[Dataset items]

++++++++

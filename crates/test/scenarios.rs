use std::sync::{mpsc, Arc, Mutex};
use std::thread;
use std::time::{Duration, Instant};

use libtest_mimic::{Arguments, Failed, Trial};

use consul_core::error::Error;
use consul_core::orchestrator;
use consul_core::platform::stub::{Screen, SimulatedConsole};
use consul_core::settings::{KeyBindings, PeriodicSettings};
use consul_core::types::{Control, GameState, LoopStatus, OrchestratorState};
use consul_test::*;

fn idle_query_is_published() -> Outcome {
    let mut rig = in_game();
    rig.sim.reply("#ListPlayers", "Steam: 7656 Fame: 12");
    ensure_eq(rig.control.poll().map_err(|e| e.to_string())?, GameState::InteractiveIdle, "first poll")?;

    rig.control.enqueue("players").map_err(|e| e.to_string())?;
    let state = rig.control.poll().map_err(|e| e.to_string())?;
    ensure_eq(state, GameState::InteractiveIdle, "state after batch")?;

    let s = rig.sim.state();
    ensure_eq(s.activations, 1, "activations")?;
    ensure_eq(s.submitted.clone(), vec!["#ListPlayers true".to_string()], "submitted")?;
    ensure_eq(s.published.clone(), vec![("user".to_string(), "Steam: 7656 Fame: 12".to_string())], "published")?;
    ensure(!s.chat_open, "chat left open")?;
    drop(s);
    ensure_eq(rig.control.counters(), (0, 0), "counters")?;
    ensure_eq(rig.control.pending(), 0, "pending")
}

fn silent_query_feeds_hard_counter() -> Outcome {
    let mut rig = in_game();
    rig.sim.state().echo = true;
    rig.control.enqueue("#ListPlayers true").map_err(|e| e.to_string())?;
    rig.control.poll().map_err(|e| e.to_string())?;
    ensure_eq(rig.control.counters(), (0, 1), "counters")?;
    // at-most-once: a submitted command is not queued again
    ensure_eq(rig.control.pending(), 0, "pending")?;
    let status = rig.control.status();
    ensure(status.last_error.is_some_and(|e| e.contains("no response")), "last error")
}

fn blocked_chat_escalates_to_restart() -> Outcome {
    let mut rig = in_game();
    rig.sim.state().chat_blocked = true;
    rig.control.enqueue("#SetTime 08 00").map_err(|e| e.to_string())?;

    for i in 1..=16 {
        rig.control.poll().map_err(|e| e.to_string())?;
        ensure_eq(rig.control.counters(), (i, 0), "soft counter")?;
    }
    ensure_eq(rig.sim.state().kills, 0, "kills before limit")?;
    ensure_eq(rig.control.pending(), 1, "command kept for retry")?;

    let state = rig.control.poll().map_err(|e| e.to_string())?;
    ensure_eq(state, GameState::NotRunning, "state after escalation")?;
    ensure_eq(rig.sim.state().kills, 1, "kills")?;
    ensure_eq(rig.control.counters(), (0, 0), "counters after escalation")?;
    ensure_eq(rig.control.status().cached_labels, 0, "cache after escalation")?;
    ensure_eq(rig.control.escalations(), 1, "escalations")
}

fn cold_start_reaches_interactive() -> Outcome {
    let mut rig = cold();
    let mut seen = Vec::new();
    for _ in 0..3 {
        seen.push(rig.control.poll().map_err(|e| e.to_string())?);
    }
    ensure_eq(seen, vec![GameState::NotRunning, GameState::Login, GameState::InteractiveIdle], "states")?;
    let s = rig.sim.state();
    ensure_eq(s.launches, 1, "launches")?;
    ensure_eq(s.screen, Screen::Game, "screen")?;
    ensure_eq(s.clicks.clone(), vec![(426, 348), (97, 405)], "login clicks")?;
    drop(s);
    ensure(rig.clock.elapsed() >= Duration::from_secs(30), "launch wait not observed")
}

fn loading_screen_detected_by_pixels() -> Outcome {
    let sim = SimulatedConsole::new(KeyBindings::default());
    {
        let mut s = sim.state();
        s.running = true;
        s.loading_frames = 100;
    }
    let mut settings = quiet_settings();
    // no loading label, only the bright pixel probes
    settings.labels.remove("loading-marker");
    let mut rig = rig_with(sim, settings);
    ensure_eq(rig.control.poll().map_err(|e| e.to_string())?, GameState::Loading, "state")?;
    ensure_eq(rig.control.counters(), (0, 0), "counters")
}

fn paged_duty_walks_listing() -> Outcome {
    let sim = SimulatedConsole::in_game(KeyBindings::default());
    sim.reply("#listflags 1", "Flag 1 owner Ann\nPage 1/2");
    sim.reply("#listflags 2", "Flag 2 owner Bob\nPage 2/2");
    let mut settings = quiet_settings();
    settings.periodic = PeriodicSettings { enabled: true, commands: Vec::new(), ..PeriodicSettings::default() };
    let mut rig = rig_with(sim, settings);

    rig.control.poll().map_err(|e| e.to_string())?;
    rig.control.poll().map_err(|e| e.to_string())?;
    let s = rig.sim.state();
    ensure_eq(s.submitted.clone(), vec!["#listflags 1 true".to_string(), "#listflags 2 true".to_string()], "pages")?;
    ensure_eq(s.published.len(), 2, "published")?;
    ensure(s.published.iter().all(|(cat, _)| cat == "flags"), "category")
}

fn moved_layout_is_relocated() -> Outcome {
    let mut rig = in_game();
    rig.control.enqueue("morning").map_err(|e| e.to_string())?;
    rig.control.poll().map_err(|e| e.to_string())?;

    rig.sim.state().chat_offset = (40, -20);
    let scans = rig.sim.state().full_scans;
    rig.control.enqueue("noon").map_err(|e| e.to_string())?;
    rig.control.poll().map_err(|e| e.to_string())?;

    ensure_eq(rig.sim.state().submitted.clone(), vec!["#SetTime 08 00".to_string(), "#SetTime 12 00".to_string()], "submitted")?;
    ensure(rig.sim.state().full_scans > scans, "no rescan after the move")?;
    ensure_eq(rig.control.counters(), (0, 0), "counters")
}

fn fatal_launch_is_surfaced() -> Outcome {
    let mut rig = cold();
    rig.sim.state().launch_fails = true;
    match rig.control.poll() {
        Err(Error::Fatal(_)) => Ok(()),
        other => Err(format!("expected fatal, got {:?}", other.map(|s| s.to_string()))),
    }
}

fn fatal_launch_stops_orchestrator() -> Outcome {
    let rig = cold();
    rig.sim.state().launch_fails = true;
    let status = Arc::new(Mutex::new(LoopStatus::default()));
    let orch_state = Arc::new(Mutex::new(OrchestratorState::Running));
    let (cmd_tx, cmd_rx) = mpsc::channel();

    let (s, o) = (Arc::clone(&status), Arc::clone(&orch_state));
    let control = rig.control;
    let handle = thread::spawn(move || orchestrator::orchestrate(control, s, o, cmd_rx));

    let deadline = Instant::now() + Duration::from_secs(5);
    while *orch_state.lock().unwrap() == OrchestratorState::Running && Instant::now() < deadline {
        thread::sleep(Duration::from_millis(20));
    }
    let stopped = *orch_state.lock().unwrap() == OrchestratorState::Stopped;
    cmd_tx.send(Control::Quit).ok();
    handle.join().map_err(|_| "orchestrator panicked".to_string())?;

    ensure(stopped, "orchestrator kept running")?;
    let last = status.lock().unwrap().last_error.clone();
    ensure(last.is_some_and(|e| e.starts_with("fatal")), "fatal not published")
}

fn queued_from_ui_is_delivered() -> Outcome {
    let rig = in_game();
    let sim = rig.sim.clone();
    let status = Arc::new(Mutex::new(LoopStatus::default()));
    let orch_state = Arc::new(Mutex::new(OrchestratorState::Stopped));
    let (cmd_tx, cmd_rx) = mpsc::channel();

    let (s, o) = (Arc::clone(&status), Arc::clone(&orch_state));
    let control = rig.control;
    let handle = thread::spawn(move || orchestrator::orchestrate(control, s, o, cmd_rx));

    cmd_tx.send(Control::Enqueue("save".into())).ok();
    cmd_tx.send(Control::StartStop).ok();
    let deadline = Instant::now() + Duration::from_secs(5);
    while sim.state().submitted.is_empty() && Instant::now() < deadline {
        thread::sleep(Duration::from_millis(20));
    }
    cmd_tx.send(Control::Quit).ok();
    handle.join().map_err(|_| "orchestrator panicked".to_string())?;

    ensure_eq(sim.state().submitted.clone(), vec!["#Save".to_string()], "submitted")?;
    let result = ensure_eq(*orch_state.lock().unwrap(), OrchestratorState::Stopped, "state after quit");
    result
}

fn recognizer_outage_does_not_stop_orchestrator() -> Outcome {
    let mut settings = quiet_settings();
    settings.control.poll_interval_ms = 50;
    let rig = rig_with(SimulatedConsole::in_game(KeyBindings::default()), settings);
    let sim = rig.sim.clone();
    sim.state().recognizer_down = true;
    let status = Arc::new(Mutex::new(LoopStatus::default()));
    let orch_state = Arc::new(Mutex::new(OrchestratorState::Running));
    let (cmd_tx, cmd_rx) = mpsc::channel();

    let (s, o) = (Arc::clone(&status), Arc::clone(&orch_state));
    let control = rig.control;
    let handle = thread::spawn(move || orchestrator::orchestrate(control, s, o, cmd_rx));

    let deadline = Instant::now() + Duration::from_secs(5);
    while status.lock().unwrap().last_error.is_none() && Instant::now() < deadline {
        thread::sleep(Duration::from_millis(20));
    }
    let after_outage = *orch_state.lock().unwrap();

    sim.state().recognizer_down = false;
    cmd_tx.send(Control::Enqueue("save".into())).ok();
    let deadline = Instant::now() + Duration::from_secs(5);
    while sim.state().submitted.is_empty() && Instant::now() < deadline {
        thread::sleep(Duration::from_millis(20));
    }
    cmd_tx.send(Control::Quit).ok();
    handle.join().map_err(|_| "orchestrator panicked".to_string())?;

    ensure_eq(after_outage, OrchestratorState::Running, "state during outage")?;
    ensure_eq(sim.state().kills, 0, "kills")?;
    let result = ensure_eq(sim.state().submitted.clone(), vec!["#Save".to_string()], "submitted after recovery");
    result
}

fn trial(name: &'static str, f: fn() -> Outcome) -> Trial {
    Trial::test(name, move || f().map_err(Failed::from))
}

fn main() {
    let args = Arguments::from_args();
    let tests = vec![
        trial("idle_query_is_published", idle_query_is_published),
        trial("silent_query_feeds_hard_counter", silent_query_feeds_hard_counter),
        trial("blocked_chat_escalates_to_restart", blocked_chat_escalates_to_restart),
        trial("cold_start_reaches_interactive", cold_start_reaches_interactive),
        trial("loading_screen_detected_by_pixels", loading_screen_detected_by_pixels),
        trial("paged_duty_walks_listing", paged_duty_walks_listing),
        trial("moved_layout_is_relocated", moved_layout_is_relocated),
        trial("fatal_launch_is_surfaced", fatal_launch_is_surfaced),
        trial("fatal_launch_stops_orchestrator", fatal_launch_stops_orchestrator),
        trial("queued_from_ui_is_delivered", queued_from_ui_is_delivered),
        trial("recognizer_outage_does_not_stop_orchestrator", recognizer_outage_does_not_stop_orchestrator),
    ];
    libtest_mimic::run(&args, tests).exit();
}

++++++++

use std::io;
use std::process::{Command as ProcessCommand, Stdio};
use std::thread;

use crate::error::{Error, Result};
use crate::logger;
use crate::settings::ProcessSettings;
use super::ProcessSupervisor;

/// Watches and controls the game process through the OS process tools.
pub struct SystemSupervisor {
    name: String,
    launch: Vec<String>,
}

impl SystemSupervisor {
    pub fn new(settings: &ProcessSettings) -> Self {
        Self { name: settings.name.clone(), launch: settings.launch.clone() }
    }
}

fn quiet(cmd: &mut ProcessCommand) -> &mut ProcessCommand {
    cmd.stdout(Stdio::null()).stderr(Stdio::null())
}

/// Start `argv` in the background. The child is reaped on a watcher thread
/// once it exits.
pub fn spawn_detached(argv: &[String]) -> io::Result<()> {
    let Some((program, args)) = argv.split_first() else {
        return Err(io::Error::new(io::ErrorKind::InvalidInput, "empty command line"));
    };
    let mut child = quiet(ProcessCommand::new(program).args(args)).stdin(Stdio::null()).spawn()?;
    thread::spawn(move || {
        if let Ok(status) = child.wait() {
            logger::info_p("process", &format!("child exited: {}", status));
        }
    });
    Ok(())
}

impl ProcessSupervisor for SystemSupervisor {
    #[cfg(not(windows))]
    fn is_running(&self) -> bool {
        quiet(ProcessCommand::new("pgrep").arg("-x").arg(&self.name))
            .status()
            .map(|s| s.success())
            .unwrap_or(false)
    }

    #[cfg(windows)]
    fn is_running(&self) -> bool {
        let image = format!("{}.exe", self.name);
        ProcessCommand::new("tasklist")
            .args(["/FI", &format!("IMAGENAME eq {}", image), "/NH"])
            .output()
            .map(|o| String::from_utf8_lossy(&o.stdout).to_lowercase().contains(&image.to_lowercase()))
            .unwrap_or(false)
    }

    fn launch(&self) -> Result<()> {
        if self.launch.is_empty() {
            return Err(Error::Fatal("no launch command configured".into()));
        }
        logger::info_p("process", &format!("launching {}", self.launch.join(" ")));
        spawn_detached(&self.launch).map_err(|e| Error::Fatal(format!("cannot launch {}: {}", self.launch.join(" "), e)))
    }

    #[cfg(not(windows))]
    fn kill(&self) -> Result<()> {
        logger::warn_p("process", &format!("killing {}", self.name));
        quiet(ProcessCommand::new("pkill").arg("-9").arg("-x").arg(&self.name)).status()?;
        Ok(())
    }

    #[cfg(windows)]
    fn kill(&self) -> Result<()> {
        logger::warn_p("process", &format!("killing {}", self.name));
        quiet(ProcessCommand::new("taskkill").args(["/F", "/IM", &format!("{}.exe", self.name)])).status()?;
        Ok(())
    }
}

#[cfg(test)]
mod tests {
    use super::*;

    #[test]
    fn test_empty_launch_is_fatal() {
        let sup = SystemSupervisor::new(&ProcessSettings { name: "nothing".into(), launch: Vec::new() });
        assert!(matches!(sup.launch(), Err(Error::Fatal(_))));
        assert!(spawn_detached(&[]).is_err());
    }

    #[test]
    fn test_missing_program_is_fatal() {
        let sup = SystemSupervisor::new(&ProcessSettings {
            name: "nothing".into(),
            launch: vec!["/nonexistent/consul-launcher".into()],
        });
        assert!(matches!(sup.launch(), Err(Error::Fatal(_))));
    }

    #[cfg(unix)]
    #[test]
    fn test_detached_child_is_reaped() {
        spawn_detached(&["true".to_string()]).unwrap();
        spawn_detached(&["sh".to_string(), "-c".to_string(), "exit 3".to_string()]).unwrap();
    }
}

++++++++

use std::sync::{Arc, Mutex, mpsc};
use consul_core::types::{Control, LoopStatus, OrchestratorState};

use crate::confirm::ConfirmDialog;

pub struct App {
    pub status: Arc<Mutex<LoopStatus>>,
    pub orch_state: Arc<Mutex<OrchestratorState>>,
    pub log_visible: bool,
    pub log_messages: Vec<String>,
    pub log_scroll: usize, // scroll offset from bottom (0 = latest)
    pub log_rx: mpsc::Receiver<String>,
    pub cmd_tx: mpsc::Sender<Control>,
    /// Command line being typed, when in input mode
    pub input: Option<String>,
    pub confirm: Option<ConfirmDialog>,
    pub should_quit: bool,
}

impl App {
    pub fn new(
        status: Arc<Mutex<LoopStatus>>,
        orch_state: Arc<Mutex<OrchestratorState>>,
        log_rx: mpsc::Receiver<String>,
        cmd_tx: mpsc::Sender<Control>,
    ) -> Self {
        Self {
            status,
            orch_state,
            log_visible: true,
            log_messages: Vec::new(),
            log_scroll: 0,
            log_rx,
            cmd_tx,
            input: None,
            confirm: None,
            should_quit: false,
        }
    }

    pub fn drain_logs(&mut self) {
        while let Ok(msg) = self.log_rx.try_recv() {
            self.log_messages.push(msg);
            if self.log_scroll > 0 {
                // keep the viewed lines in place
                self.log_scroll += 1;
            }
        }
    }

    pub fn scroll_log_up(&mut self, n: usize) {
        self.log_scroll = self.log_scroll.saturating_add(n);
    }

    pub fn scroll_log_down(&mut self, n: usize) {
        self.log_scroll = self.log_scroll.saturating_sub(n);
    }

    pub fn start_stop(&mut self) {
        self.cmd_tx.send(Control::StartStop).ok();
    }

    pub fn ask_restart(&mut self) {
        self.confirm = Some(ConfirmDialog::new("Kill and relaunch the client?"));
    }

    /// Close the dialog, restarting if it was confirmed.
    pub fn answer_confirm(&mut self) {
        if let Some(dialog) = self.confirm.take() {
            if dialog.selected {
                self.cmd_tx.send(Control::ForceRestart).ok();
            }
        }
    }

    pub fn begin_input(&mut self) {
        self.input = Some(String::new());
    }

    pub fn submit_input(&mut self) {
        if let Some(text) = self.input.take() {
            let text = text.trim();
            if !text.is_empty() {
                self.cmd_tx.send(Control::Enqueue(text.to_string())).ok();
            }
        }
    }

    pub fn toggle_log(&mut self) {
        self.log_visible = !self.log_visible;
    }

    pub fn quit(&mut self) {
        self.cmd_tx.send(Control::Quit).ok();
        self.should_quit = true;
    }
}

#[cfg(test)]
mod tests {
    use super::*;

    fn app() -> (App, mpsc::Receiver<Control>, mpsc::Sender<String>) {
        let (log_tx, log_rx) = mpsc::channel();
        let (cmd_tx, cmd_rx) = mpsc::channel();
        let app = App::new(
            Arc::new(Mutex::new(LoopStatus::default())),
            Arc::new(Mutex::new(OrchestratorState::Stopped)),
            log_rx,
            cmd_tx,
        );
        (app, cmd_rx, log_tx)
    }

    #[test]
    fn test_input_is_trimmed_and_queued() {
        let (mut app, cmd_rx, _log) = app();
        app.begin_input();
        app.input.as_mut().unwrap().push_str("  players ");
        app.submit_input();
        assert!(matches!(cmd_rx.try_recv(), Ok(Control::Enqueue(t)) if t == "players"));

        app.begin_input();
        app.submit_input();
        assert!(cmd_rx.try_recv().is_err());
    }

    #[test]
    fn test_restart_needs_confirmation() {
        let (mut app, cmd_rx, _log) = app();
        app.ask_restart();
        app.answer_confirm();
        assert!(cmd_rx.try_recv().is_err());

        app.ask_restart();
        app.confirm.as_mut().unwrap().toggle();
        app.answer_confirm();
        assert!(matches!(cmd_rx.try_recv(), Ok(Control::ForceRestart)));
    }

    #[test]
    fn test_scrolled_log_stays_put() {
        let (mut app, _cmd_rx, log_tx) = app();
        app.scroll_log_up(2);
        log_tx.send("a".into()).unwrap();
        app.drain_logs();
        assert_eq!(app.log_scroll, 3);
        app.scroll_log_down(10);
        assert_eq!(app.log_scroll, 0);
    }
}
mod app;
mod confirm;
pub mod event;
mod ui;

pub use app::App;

++++++++

WHAT THE TASK REQUIRES: Scan the data above for the word "seen", then copy every line that holds it.

RESULT OF THIS EXERCISE:
    let mut seen = Vec::new();
        seen.push(rig.control.poll().map_err(|e| e.to_string())?);
    ensure_eq(seen, vec![GameState::NotRunning, GameState::Login, GameState::InteractiveIdle], "states")?;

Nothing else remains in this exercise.